Where did it go wrong?

The standard states that accessing an array out-of-bounds results in undefined behaviour. You took the address of an out-of-bounds by one pointer, copied it and then dereferenced it.

The standard states that an out-of-bounds pointer may compare equal to a pointer to another object that happens to be placed adjacent in memory (6.5.9 pt 6). However, even though they compare equal, semantically they don't point to the same object.

In your case, you don't compare the pointers, you compare their bit patterns. Doesn't matter. The pointer pa1 is still considered to be a pointer to one past the end of an array.

Note that if you replace memcpy with some function you write yourself, the compiler won't know what value pa1 has but it can still statically determine that it cannot contain a "legally" obtained copy of &b.

Thus, the compiler optimizer is allowed to optimize the read/store of b in this case.

is a pointer's semantic "value" (its behavior according to the specification) determined only by its numerical value (the numerical address it contains), for a pointer of a given type?

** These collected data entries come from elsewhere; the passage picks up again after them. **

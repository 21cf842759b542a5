//! Anruf-Handler – Initiieren, Antworten, Beenden
//!
//! Ablehnungen gehen nur an den Ausloeser. Antworten oder Beenden mit
//! veraltetem Token sind stille No-ops: solche Ereignisse rennen
//! legitim gegen eine Trennung und sind nicht benutzer-relevant.

use plausch_core::types::ConnectionId;
use plausch_protocol::event::{
    CallEndRequest, CallInitiateRequest, CallRespondRequest, ServerEvent,
};
use std::sync::Arc;

use crate::server_state::RelayState;

/// Verarbeitet eine Anruf-Initiierung
pub fn handle_initiate_call(
    request: CallInitiateRequest,
    connection_id: ConnectionId,
    state: &Arc<RelayState>,
) -> Option<ServerEvent> {
    match state
        .koordinator
        .initiieren(connection_id, request.target_id, request.mode)
    {
        Ok(_) => None,
        Err(e) => {
            tracing::debug!(
                connection_id = %connection_id,
                ziel = %request.target_id,
                fehler = %e,
                "Anruf-Initiierung abgelehnt"
            );
            Some(ServerEvent::fehler(e.to_string()))
        }
    }
}

/// Verarbeitet eine Anruf-Antwort (Annahme oder Ablehnung)
pub fn handle_respond_to_call(
    request: CallRespondRequest,
    connection_id: ConnectionId,
    state: &Arc<RelayState>,
) -> Option<ServerEvent> {
    if !state.koordinator.antworten(request.call_id, request.accepted) {
        tracing::trace!(
            connection_id = %connection_id,
            call_id = %request.call_id,
            "Antwort auf veraltetes Anruf-Token ignoriert"
        );
    }
    None
}

/// Verarbeitet ein Anruf-Ende
pub fn handle_end_call(
    request: CallEndRequest,
    connection_id: ConnectionId,
    state: &Arc<RelayState>,
) -> Option<ServerEvent> {
    if !state.koordinator.beenden(request.call_id, connection_id) {
        tracing::trace!(
            connection_id = %connection_id,
            call_id = %request.call_id,
            "Beenden mit veraltetem Anruf-Token ignoriert"
        );
    }
    None
}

No. The standard infers that valid pointers can only be obtained from objects using the address-of operator (&), by copying another valid pointer or by in/decreasing a pointer inside the bounds of an array. As a special case, pointers one past the end of an array are valid but they must not be dereferenced. This might seem a bit strict but without it the possibility to optimize would be limited.

if not, it is possible to copy only the physical address contained in a pointer while leaving out the associated semantic?

No, at least not in a way that is portable to any platform. In many implementations the pointer value is just the address. The semantics is in the generated code.